À quoi sert la vitamine B2 ?

 

La vitamine B2 joue un rôle important dans de nombreuses fonctions corporelles.Elle est nécessaire pour la production d’énergie, la réparation des tissus, la production de globules rouges et le fonctionnement du système nerveux. Elle agit également comme un antioxydant, ce qui signifie qu’elle peut aider à protéger les cellules du corps contre les dommages causés par les radicaux libres.

le nom scientifique de la vitamine B2 est la riboflavine

La vitamine B2 est absorbée par le tractus gastro-intestinal et est transportée dans le sang, où elle se lie à des protéines pour être transportée aux cellules du corps. Elle est ensuite stockée dans le foie et dans les reins, mais peut également l’être dans les muscles et les tissus adipeux.

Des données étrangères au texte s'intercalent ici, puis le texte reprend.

use std::io::Read;
use std::path::{Path, PathBuf};
use std::sync::LazyLock;

use regex::Regex;
use scraper::{Html, Selector};
use zip::ZipArchive;

use super::types::{BenefitItem, BoardItem, Hospital, Pharmacy};
use crate::record::{RecordError, map_rows};
use crate::spreadsheet::{ExcelData, SpreadsheetError};
use crate::utils::{decode_korean, elem_text, file_name_only, normalize_whitespace, parse_query};

#[derive(Debug, thiserror::Error)]
pub enum ParseError {
    #[error("Invalid selector: {0}")]
    Selector(String),
    #[error(transparent)]
    Spreadsheet(#[from] SpreadsheetError),
    #[error(transparent)]
    Record(#[from] RecordError),
    #[error("Failed to read archive: {0}")]
    Zip(#[from] zip::result::ZipError),
    #[error("File operation failed: {0}")]
    Io(#[from] std::io::Error),
}

static RE_FILE_DOWN: LazyLock<Regex> =
    LazyLock::new(|| Regex::new(r"fn_fileDown\('(.+?)'\)").expect("invalid regex: fn_fileDown"));

fn selector(css: &str) -> Result<Selector, ParseError> {
    Selector::parse(css).map_err(|e| ParseError::Selector(format!("{css}: {e}")))
}

/// Parses the 약제급여목록표 bulletin list.
///
/// Each row becomes its cell texts with the `brdBltNo` of the title link
/// inserted at position 2 and the last cell replaced by the attachment icon
/// title.
pub fn parse_board(html: &str) -> Result<Vec<BoardItem>, ParseError> {
    let document = Html::parse_document(html);
    let row_sel = selector("div.tb-type01 > table > tbody > tr")?;
    let td_sel = selector("td")?;
    let link_sel = selector("td.col-tit a[href]")?;
    let file_sel = selector("td.col-file i[title]")?;

    let mut items = Vec::new();
    for row in document.select(&row_sel) {
        let mut cells: Vec<Option<String>> = row
            .select(&td_sel)
            .map(|td| {
                let text = normalize_whitespace(&elem_text(td));
                (!text.is_empty()).then_some(text)
            })
            .collect();
        if cells.is_empty() {
            continue;
        }

        let brd_blt_no = row
            .select(&link_sel)
            .next()
            .and_then(|a| a.value().attr("href"))
            .and_then(|href| parse_query(href).remove("brdBltNo"));
        let file_type = row
            .select(&file_sel)
            .next()
            .and_then(|i| i.value().attr("title"))
            .map(str::to_string);

        cells.insert(cells.len().min(2), brd_blt_no);
        if let Some(last) = cells.last_mut() {
            *last = file_type;
        }

        items.push(BoardItem::from_row(&cells));
    }

    log::debug!("Parsed {} board item(s)", items.len());
    Ok(items)
}

/// Attachment codes on the open-data page, highest first.
pub fn parse_download_codes(html: &str) -> Result<Vec<String>, ParseError> {
    let document = Html::parse_document(html);
    let link_sel = selector("dl.fileList.ml00 dd ul li a[href]")?;

    let mut codes: Vec<String> = document
        .select(&link_sel)
        .filter_map(|a| a.value().attr("href"))
        .filter_map(|href| RE_FILE_DOWN.captures(href).map(|caps| caps[1].to_string()))
        .collect();
    codes.sort_by(|a, b| b.cmp(a));

    log::debug!("Download codes: {codes:?}");
    Ok(codes)
}

pub fn parse_benefits(data: &ExcelData) -> Result<Vec<BenefitItem>, ParseError> {
    Ok(map_rows(&data.rows, 1)?)
}

pub fn parse_hospitals(data: &ExcelData) -> Result<Vec<Hospital>, ParseError> {
    Ok(map_rows(&data.rows, 1)?)
}

pub fn parse_pharmacies(data: &ExcelData) -> Result<Vec<Pharmacy>, ParseError> {
    Ok(map_rows(&data.rows, 1)?)
}

/// Extracts every file of a ZIP archive flat into `dest_dir`.
///
/// Entry names that are not valid UTF-8 are decoded as EUC-KR, and only the
/// final path component is kept. Returns the written paths in archive order.
pub fn extract_zip(bytes: &[u8], dest_dir: &Path) -> Result<Vec<PathBuf>, ParseError> {
    std::fs::create_dir_all(dest_dir)?;
    let mut archive = ZipArchive::new(std::io::Cursor::new(bytes))?;

    let mut extracted = Vec::with_capacity(archive.len());
    for i in 0..archive.len() {
        let mut entry = archive.by_index(i)?;
        if entry.is_dir() {
            continue;
        }

        let Some(name) = entry_file_name(entry.name_raw()) else {
            log::warn!("Skipping archive entry {} with an empty name", i);
            continue;
        };

        let mut buf = Vec::new();
        entry.read_to_end(&mut buf)?;

        let path = dest_dir.join(&name);
        std::fs::write(&path, &buf)?;
        log::info!("Extracted {}", path.display());
        extracted.push(path);
    }

    Ok(extracted)
}

pub(crate) fn entry_file_name(raw: &[u8]) -> Option<String> {
    file_name_only(&decode_korean(raw))
}

#[cfg(test)]
mod tests {
    use super::*;
    use std::fs;
    use std::io::Write;

    use chrono::Local;
    use encoding_rs::EUC_KR;
    use zip::write::SimpleFileOptions;

    use crate::hira::types::latest_item;

    fn board_fixture() -> String {
        fs::read_to_string("fixtures/hira/board.html").expect("Failed to read fixture")
    }

    fn opendata_fixture() -> String {
        fs::read_to_string("fixtures/hira/opendata.html").expect("Failed to read fixture")
    }

    fn cells(values: &[&str]) -> Vec<Option<String>> {
        values
            .iter()
            .map(|v| (!v.is_empty()).then(|| v.to_string()))
            .collect()
    }

    fn sheet(filename: &str, rows: Vec<Vec<Option<String>>>) -> ExcelData {
        ExcelData {
            filename: filename.to_string(),
            sheet_name: Some("Sheet1".to_string()),
            rows,
            parsed_at: Local::now(),
        }
    }

    #[test]
    fn test_parse_board() {
        let items = parse_board(&board_fixture()).expect("Failed to parse board");

        assert_eq!(items.len(), 3);

        let first = &items[0];
        assert_eq!(
            first.title,
            "약제급여목록및급여상한금액표(2025.1.1.적용)"
        );
        assert_eq!(first.brd_blt_no.as_deref(), Some("1453"));
        assert_eq!(first.date, "2024-12-27");
        assert_eq!(first.file_type.as_deref(), Some("엑셀파일"));
        assert_eq!(first.author.as_deref(), Some("약제관리실"));
        assert_eq!(first.views, Some(5821));

        let third = &items[2];
        assert_eq!(third.brd_blt_no, None, "Row without a title link");
        assert_eq!(third.file_type, None, "Row without an attachment icon");
    }

    #[test]
    fn test_latest_board_item() {
        let items = parse_board(&board_fixture()).unwrap();
        let latest = latest_item(&items).unwrap();
        assert_eq!(latest.brd_blt_no.as_deref(), Some("1453"));
    }

    #[test]
    fn test_parse_board_without_table() {
        assert!(parse_board("<html><body></body></html>").unwrap().is_empty());
    }

    #[test]
    fn test_parse_download_codes_sorted_descending() {
        let codes = parse_download_codes(&opendata_fixture()).expect("Failed to parse codes");
        assert_eq!(codes, vec!["301122", "295053", "288470"]);
    }

    #[test]
    fn test_parse_benefits_skips_header() {
        let data = sheet(
            "약제급여목록.xlsx",
            vec![
                cells(&["연번", "투여", "분류", "주성분코드", "제품코드", "제품명", "업체명"]),
                cells(&["1", "내복", "114", "101301ATB", "645301220", "아세트아미노펜정", "(주)한국얀센"]),
                cells(&[]),
                cells(&["2", "주사", "131", "101302BIJ", "671800030", "아미카신주", "신풍제약(주)", "2mL", "병", "1019"]),
            ],
        );
        let items = parse_benefits(&data).unwrap();

        assert_eq!(items.len(), 2);
        assert_eq!(items[0].id, 1);
        assert_eq!(items[0].product_name.as_deref(), Some("아세트아미노펜정"));
        assert_eq!(items[1].id, 2);
        assert_eq!(items[1].max_price.as_deref(), Some("1019"));
    }

    #[test]
    fn test_parse_institutions_skip_header() {
        let data = sheet(
            "2.약국정보서비스.xlsx",
            vec![
                cells(&["암호화요양기호", "요양기관명", "종별코드", "종별코드명"]),
                cells(&["JDQ4", "온누리약국", "81", "약국", "110000", "서울", "110019", "서울중랑구", "", "02063", "서울특별시 중랑구 망우로 200"]),
            ],
        );

        let pharmacies = parse_pharmacies(&data).unwrap();
        assert_eq!(pharmacies.len(), 1);
        assert_eq!(pharmacies[0].medical_institution_name.as_deref(), Some("온누리약국"));
        assert_eq!(pharmacies[0].town_village, None);
        assert_eq!(
            pharmacies[0].address.as_deref(),
            Some("서울특별시 중랑구 망우로 200")
        );

        let hospitals = parse_hospitals(&data).unwrap();
        assert_eq!(hospitals[0].type_code_name.as_deref(), Some("약국"));
    }

    #[test]
    fn test_entry_file_name() {
        let (raw, _, _) = EUC_KR.encode("전국 병의원 및 약국 현황/1.병원정보서비스.xlsx");
        assert_eq!(
            entry_file_name(&raw).as_deref(),
            Some("1.병원정보서비스.xlsx")
        );
        assert_eq!(
            entry_file_name("dir\\2.약국정보서비스.xlsx".as_bytes()).as_deref(),
            Some("2.약국정보서비스.xlsx")
        );
        assert_eq!(entry_file_name(b"folder/"), None);
        assert_eq!(entry_file_name(b"../"), None);
    }

    #[test]
    fn test_extract_zip_flattens_paths() {
        let mut writer = zip::ZipWriter::new(std::io::Cursor::new(Vec::new()));
        let options = SimpleFileOptions::default();
        writer.add_directory("현황/", options).unwrap();
        writer.start_file("현황/1.병원정보서비스.xlsx", options).unwrap();
        writer.write_all(b"hospitals").unwrap();
        writer.start_file("2.약국정보서비스.xlsx", options).unwrap();
        writer.write_all(b"pharmacies").unwrap();
        let bytes = writer.finish().unwrap().into_inner();

        let dir = tempfile::tempdir().unwrap();
        let dest = dir.path().join("opendata_hira_data");
        let files = extract_zip(&bytes, &dest).expect("Failed to extract archive");

        assert_eq!(
            files,
            vec![
                dest.join("1.병원정보서비스.xlsx"),
                dest.join("2.약국정보서비스.xlsx")
            ]
        );
        assert_eq!(fs::read(&files[0]).unwrap(), b"hospitals");
        assert_eq!(fs::read(&files[1]).unwrap(), b"pharmacies");
    }

    #[test]
    fn test_extract_zip_rejects_garbage() {
        let dir = tempfile::tempdir().unwrap();
        assert!(extract_zip(b"not a zip", dir.path()).is_err());
    }
}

Cette vitamine est également connue pour ses propriétés antioxydantes. Les antioxydants aident à protéger les cellules du corps contre les dommages causés par les radicaux libres : il s’agit de molécules instables qui peuvent endommager les cellules et les tissus du corps. Ces dommages peuvent entraîner le vieillissement prématuré des cellules et des tissus, ainsi que des maladies comme le cancer. Les antioxydants aident à neutraliser les radicaux libres et à protéger les cellules du corps contre leurs dommages.

 

Les apports recommandés en vitamine B2

 

La vitamine B2 est un nutriment essentiel et il est recommandé d’en consommer au moins 1,3 mg par jour. Les femmes enceintes ou allaitantes ont besoin de 1,6 à 1,9 mg par jour.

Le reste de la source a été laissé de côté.